:: DATA SUPPLIED

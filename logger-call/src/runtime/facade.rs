//! The dynamic logger surface: `logger.<level>(…)` and
//! `logger.<level>.<modifier>(…)`.
//!
//! The vocabulary is whatever the configured plugins declare: a name is a
//! level if at least one level plugin handles it, and a modifier if at least
//! one modifier plugin handles it. Every level carries the full modifier
//! table. The lookup table is built once, when the logger is built.
//!
//! ```
//! use logger_call::runtime::{Logger, MemorySink, Plugin};
//! use serde_json::json;
//!
//! let sink = MemorySink::new();
//! let logger = Logger::builder()
//!     .level_plugin(Plugin::new().on("log", |c, _| Some(c)))
//!     .modifier_plugin(Plugin::new().on("red", |c, _| Some(c)))
//!     .sink(sink.clone())
//!     .build();
//!
//! let red = logger.level("log").and_then(|level| level.modifier("red"));
//! assert!(red.is_some());
//! if let Some(red) = red {
//!     red.call(vec![json!("hello")]).map(|deferred| deferred.run()).ok();
//! }
//! assert_eq!(sink.len(), 1);
//! assert!(logger.level("shout").is_none());
//! ```

use crate::runtime::deferred::Deferred;
use crate::runtime::pipeline::{LoggerRequest, Pipeline};
use crate::runtime::plugin::{LevelPlugin, ModifierPlugin, Plugin, PluginError};
use crate::runtime::{OutputSink, Sink};
use serde_json::Value;
use std::collections::BTreeMap;
use std::fmt;
use std::sync::Arc;

/// Error returned by name-based logger calls.
#[derive(Debug, Clone, PartialEq, Eq)]
pub enum LogError {
    UnknownLevel(String),
    UnknownModifier { level: String, modifier: String },
    Plugin(PluginError),
}

impl fmt::Display for LogError {
    fn fmt(&self, f: &mut fmt::Formatter<'_>) -> fmt::Result {
        match self {
            LogError::UnknownLevel(level) => write!(f, "unknown log level: {level}"),
            LogError::UnknownModifier { level, modifier } => {
                write!(f, "unknown modifier {modifier} for level {level}")
            }
            LogError::Plugin(e) => write!(f, "{e}"),
        }
    }
}

impl std::error::Error for LogError {
    fn source(&self) -> Option<&(dyn std::error::Error + 'static)> {
        match self {
            LogError::Plugin(e) => Some(e),
            _ => None,
        }
    }
}

impl From<PluginError> for LogError {
    fn from(e: PluginError) -> Self {
        LogError::Plugin(e)
    }
}

/// A callable leaf of the logger: one `(level, modifier?)` combination.
#[derive(Clone)]
pub struct LogFn {
    pipeline: Arc<Pipeline>,
    level: String,
    modifier: Option<String>,
}

impl LogFn {
    /// Evaluate the pipeline for `args` and return the deferred action.
    pub fn call<I>(&self, args: I) -> Result<Deferred, PluginError>
    where
        I: IntoIterator<Item = Value>,
    {
        let request = LoggerRequest::new(
            self.level.as_str(),
            self.modifier.as_deref(),
            args.into_iter().collect(),
        );
        self.pipeline.evaluate(&request)
    }

    pub fn level(&self) -> &str {
        &self.level
    }

    pub fn modifier(&self) -> Option<&str> {
        self.modifier.as_deref()
    }
}

impl fmt::Debug for LogFn {
    fn fmt(&self, f: &mut fmt::Formatter<'_>) -> fmt::Result {
        f.debug_struct("LogFn")
            .field("level", &self.level)
            .field("modifier", &self.modifier)
            .finish()
    }
}

/// `logger.<level>`: callable itself, and the owner of its modifier table.
#[derive(Clone, Debug)]
pub struct Level {
    call: LogFn,
    modifiers: BTreeMap<String, LogFn>,
}

impl Level {
    pub fn name(&self) -> &str {
        self.call.level()
    }

    /// `logger.<level>(args)`.
    pub fn call<I>(&self, args: I) -> Result<Deferred, PluginError>
    where
        I: IntoIterator<Item = Value>,
    {
        self.call.call(args)
    }

    /// `logger.<level>.<modifier>`; `None` for names outside the vocabulary.
    pub fn modifier(&self, name: &str) -> Option<&LogFn> {
        self.modifiers.get(name)
    }

    pub fn modifier_names(&self) -> impl Iterator<Item = &str> {
        self.modifiers.keys().map(String::as_str)
    }
}

/// The logger object built from plugin vocabularies.
#[derive(Clone)]
pub struct Logger {
    pipeline: Arc<Pipeline>,
    levels: BTreeMap<String, Level>,
}

impl Logger {
    pub fn builder() -> LoggerBuilder {
        LoggerBuilder::default()
    }

    /// `logger.<level>`; `None` for names outside the vocabulary.
    pub fn level(&self, name: &str) -> Option<&Level> {
        self.levels.get(name)
    }

    /// Look up a dotted path, `"debug"` or `"debug.red"`.
    pub fn get(&self, path: &str) -> Option<&LogFn> {
        match path.split_once('.') {
            Some((level, modifier)) => self.level(level)?.modifier(modifier),
            None => self.level(path).map(|level| &level.call),
        }
    }

    pub fn level_names(&self) -> impl Iterator<Item = &str> {
        self.levels.keys().map(String::as_str)
    }

    pub fn pipeline(&self) -> &Pipeline {
        &self.pipeline
    }

    /// Evaluate a call named by strings, reporting names outside the
    /// vocabulary as errors.
    pub fn call<I>(
        &self,
        level: &str,
        modifier: Option<&str>,
        args: I,
    ) -> Result<Deferred, LogError>
    where
        I: IntoIterator<Item = Value>,
    {
        let entry = self
            .level(level)
            .ok_or_else(|| LogError::UnknownLevel(level.to_string()))?;
        let target = match modifier {
            Some(modifier) => entry
                .modifier(modifier)
                .ok_or_else(|| LogError::UnknownModifier {
                    level: level.to_string(),
                    modifier: modifier.to_string(),
                })?,
            None => &entry.call,
        };
        Ok(target.call(args)?)
    }
}

impl fmt::Debug for Logger {
    fn fmt(&self, f: &mut fmt::Formatter<'_>) -> fmt::Result {
        f.debug_struct("Logger")
            .field("levels", &self.levels.keys().collect::<Vec<_>>())
            .finish()
    }
}

/// Collects plugins and the sink for a [`Logger`].
#[derive(Default)]
pub struct LoggerBuilder {
    levels: Vec<LevelPlugin>,
    modifiers: Vec<ModifierPlugin>,
    sink: Option<Arc<dyn Sink>>,
}

impl LoggerBuilder {
    pub fn level_plugin(mut self, plugin: LevelPlugin) -> Self {
        self.levels.push(plugin);
        self
    }

    pub fn modifier_plugin(mut self, plugin: ModifierPlugin) -> Self {
        self.modifiers.push(plugin);
        self
    }

    pub fn level_plugins<I: IntoIterator<Item = LevelPlugin>>(mut self, plugins: I) -> Self {
        self.levels.extend(plugins);
        self
    }

    pub fn modifier_plugins<I: IntoIterator<Item = ModifierPlugin>>(mut self, plugins: I) -> Self {
        self.modifiers.extend(plugins);
        self
    }

    /// Output sink; defaults to [`OutputSink::Stdio`].
    pub fn sink<S: Sink + 'static>(mut self, sink: S) -> Self {
        self.sink = Some(Arc::new(sink));
        self
    }

    pub fn shared_sink(mut self, sink: Arc<dyn Sink>) -> Self {
        self.sink = Some(sink);
        self
    }

    pub fn build(self) -> Logger {
        let level_names = vocabulary(&self.levels);
        let modifier_names = vocabulary(&self.modifiers);
        let sink = self.sink.unwrap_or_else(|| Arc::new(OutputSink::default()));
        let pipeline = Arc::new(Pipeline::new(self.levels, self.modifiers, sink));

        let levels = level_names
            .iter()
            .map(|level| {
                let leaf = |modifier: Option<&String>| LogFn {
                    pipeline: Arc::clone(&pipeline),
                    level: level.clone(),
                    modifier: modifier.cloned(),
                };
                let entry = Level {
                    call: leaf(None),
                    modifiers: modifier_names
                        .iter()
                        .map(|modifier| (modifier.clone(), leaf(Some(modifier))))
                        .collect(),
                };
                (level.clone(), entry)
            })
            .collect();

        Logger { pipeline, levels }
    }
}

fn vocabulary(plugins: &[Plugin]) -> Vec<String> {
    let mut names: Vec<String> = plugins
        .iter()
        .flat_map(|plugin| plugin.names().map(str::to_string))
        .collect();
    names.sort();
    names.dedup();
    names
}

::::

### THE PROBLEM
Each line in the records above with "handles" must be returned.

### EXERCISE SOLUTION
//! level if at least one level plugin handles it, and a modifier if at least
//! one modifier plugin handles it. Every level carries the full modifier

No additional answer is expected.